Spain was also forced to pay higher interest rates to sell the bonds on offer:
At the auction, the average yield on bonds maturing in 2020 rose to 5.338%, compared to 5.156% at the previous auction of its type. That means that investors demanded a higher rate of return for buying the debt.
The yield on bonds maturing in 2016 jumped to 4.319% (from 3.376%), while the yield on bonds maturing in 2015 rose to 2.89% (from 2.44%)
Not great news for the Madrid government. The euro crisis has just ratcheted up a notch....

and consider this piece as well regarding spain .....

Spanish Economic Drama: Nearly 57% of Budget Devoted to Pensions, Unemployment Benefits, and Interest; Unemployment Rate Hits 23.6%; Spain Warns of Soaring Debt

Inquiring minds keep poking around at problems in Spain and everywhere one looks problems are far greater than government officials would like you to believe.

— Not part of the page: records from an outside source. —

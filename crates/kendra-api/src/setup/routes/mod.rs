//! Route configuration and setup.
//!
//! Provider and local-file route groups live in [domains](domains); health
//! checks in [health](health).

mod domains;
pub mod health;

use crate::api_doc::ApiDoc;
use crate::constants::{DOCS_PATH, OPENAPI_JSON_PATH};
use crate::error::ErrorEnvelope;
use crate::middleware::request_id_middleware;
use crate::state::AppState;
use axum::{
    extract::DefaultBodyLimit,
    http::{HeaderValue, Method},
    routing::get,
    Json, Router,
};
use kendra_core::{Config, HttpStatus};
use std::sync::Arc;
use tower::limit::ConcurrencyLimitLayer;
use tower_http::cors::{Any, CorsLayer};
use tower_http::limit::RequestBodyLimitLayer;
use tower_http::trace::TraceLayer;
use utoipa::OpenApi;

/// Every route with tracing and request ids, without the config-driven
/// CORS and body-limit layers.
pub fn app_router(state: Arc<AppState>) -> Router {
    let public_routes = Router::new()
        .route("/health", get(health::health_check))
        .with_state(state.clone())
        .route(
            OPENAPI_JSON_PATH,
            get(|| async { Json(ApiDoc::openapi()) }),
        );

    public_routes
        .merge(domains::cloud_service_routes(&state))
        .merge(domains::local_file_routes(&state))
        .merge(utoipa_rapidoc::RapiDoc::new(OPENAPI_JSON_PATH).path(DOCS_PATH))
        .fallback(|| async { ErrorEnvelope::from_status(HttpStatus::NotFound) })
        .layer(TraceLayer::new_for_http())
        .layer(axum::middleware::from_fn(request_id_middleware))
}

/// Setup all application routes
pub fn setup_routes(config: &Config, state: Arc<AppState>) -> Result<Router, anyhow::Error> {
    let cors = setup_cors(config)?;

    let http_concurrency_limit = std::env::var("HTTP_CONCURRENCY_LIMIT")
        .ok()
        .and_then(|s| s.parse::<usize>().ok())
        .unwrap_or(10_000)
        .max(1);
    tracing::info!(
        http_concurrency_limit = http_concurrency_limit,
        "HTTP concurrency limit layer enabled"
    );

    let app = app_router(state)
        .layer(ConcurrencyLimitLayer::new(http_concurrency_limit))
        .layer(RequestBodyLimitLayer::new(config.max_request_body_bytes()))
        .layer(DefaultBodyLimit::disable())
        .layer(cors);

    Ok(app)
}

fn setup_cors(config: &Config) -> Result<CorsLayer, anyhow::Error> {
    let methods = [Method::GET, Method::POST, Method::PUT, Method::OPTIONS];
    let cors = if config.cors_origins().iter().any(|o| o == "*") {
        tracing::warn!("CORS configured to allow all origins - not recommended for production");
        CorsLayer::new()
            .allow_origin(Any)
            .allow_methods(methods)
            .allow_headers(Any)
    } else {
        let origins = config
            .cors_origins()
            .iter()
            .map(|o| o.parse::<HeaderValue>())
            .collect::<Result<Vec<_>, _>>()
            .map_err(|e| anyhow::anyhow!("Invalid CORS origin: {}", e))?;
        CorsLayer::new()
            .allow_origin(origins)
            .allow_methods(methods)
            .allow_headers(Any)
    };
    Ok(cors)
}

Please consider this Google Translation from the Guru'sBlog Spanish Economic Drama, Over Half Federal Budget Devoted to Pensions, Unemployment and Interest
Today the Minister of Finance and Public Administration, Critobal Montoro, has submitted to Congress the 2012 State Budget , and I am frightened by the huge numbers that are involved in pensions, unemployment and interest.

37.1% of total state budget will be allocated to pension payments, 9.2 % for unemployment benefits , while another 10.5% will go to interest payments (28.848 million euros, equivalent to 2.7% of GDP.
In all, these three items account for 56.8% of total State Budget 2012.
Spain Warns of Soaring Debt 

The AP reports Spain Warns of Soaring Debt as Unemployment Rises
Spain said Tuesday its national debt will spiral sharply higher this year as data showed unemployment hit a record high in March, complicating efforts to stabilise the country's strained finances.

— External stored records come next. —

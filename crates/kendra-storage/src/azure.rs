use crate::cloud::{ObjectStoreBackend, StoreBuilder};
use crate::traits::{StorageError, StorageResult};
use crate::CloudProvider;
use object_store::azure::{MicrosoftAzure, MicrosoftAzureBuilder};

/// Azure Blob Storage backend. The container is chosen per request.
pub type AzureStorage = ObjectStoreBackend<AzureStoreBuilder>;

/// Configures a `MicrosoftAzure` store for a storage account.
///
/// Without an account key the builder falls back to the ambient Azure
/// credentials (`AZURE_*` environment variables, managed identity).
#[derive(Clone)]
pub struct AzureStoreBuilder {
    account: String,
    access_key: Option<String>,
}

impl AzureStoreBuilder {
    pub fn new(account: impl Into<String>, access_key: Option<String>) -> Self {
        Self {
            account: account.into(),
            access_key,
        }
    }
}

impl StoreBuilder for AzureStoreBuilder {
    type Store = MicrosoftAzure;

    fn build(&self, container: &str) -> StorageResult<MicrosoftAzure> {
        let mut builder = MicrosoftAzureBuilder::from_env()
            .with_account(self.account.clone())
            .with_container_name(container);

        if let Some(ref key) = self.access_key {
            builder = builder.with_access_key(key.clone());
        }

        builder
            .build()
            .map_err(|e| StorageError::ConfigError(e.to_string()))
    }

    fn provider(&self) -> CloudProvider {
        CloudProvider::Azure
    }
}

impl AzureStorage {
    /// Create an Azure backend for `account`.
    pub fn azure(account: impl Into<String>, access_key: Option<String>) -> Self {
        ObjectStoreBackend::new(AzureStoreBuilder::new(account, access_key))
    }
}

#[cfg(test)]
mod tests {
    use super::*;
    use crate::traits::{CloudStorage, SignedUrlAction};
    use std::time::Duration;

    // base64("kendra-test-key")
    const TEST_KEY: &str = "a2VuZHJhLXRlc3Qta2V5";

    #[tokio::test]
    async fn test_signed_read_url_is_scoped_to_container() {
        let storage = AzureStorage::azure("samikshaprod", Some(TEST_KEY.to_string()));
        let url = storage
            .signed_url(
                "samiksha",
                "static/library/drafts.png",
                SignedUrlAction::Read,
                Duration::from_secs(60),
            )
            .await
            .unwrap();

        assert!(url.starts_with(
            "https://samikshaprod.blob.core.windows.net/samiksha/static/library/drafts.png?"
        ));
        assert!(url.contains("sig="));
    }

    #[tokio::test]
    async fn test_signed_url_rejects_bad_key() {
        let storage = AzureStorage::azure("samikshaprod", Some(TEST_KEY.to_string()));
        let err = storage
            .signed_url(
                "samiksha",
                "../escape.png",
                SignedUrlAction::Write,
                Duration::from_secs(60),
            )
            .await
            .unwrap_err();
        assert_eq!(err.status(), Some(400));
    }

    #[test]
    fn test_provider_tag() {
        let storage = AzureStorage::azure("samikshaprod", None);
        assert_eq!(storage.provider(), CloudProvider::Azure);
    }
}
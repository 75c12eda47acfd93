//! Storage setup

use anyhow::{Context, Result};
use kendra_core::Config;
use kendra_storage::{create_files_helper, StorageSetup};

/// Build the files helper with every configured provider backend.
pub async fn setup_storage(config: &Config) -> Result<StorageSetup> {
    let setup = create_files_helper(config)
        .await
        .context("Failed to initialize cloud storage")?;

    tracing::info!(
        providers = ?setup.files.providers(),
        default_provider = %config.default_provider(),
        default_bucket = ?config.default_bucket(),
        "Cloud storage initialized"
    );

    Ok(setup)
}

Budget Minister Cristobal Montoro said borrowings of 186.1 billion euros ($248 billion) this year will take the debt-to-GDP ratio to 79.8 percent from 68.5 percent in 2011, well above the EU 60 percent limit.

"Spain is a critical situation. That is what we're trying to address," he told a news conference after delivering the conservative government's cost-cutting budget for 2012 to parliament.

Adding to the strain on public finances, the number of people out of work rose for the eighth straight month in March as Spain headed back to recession with the economy expected to shrink 1.7 percent this year after expanding 0.7 percent in 2011.
The number of workers registered as without work climbed 0.82 percent from February to 4.75 million, the highest figure since the current statistics series began in 1996, the labour ministry said.

The 2012 budget -- approved by the cabinet on Friday -- includes 27 billion euros in tax increases and spending cuts aimed at slashing the annual public deficit to 5.3 percent of output this year from 8.5 percent last year.

It closes tax loopholes and rebates for large companies and freezes wages of public sector employees but spares jobless benefits and pensions amid growing public anger at the dire economic situation.
Spanish unemployment is up for the 8th consecutive month and may soon top 25%. Moreover, revenues will drop substantially.

There is no way Spain can meet its deficit targets.

In response, Brussels will soon be demanding cuts in pension benefits. More violence is right around the corner.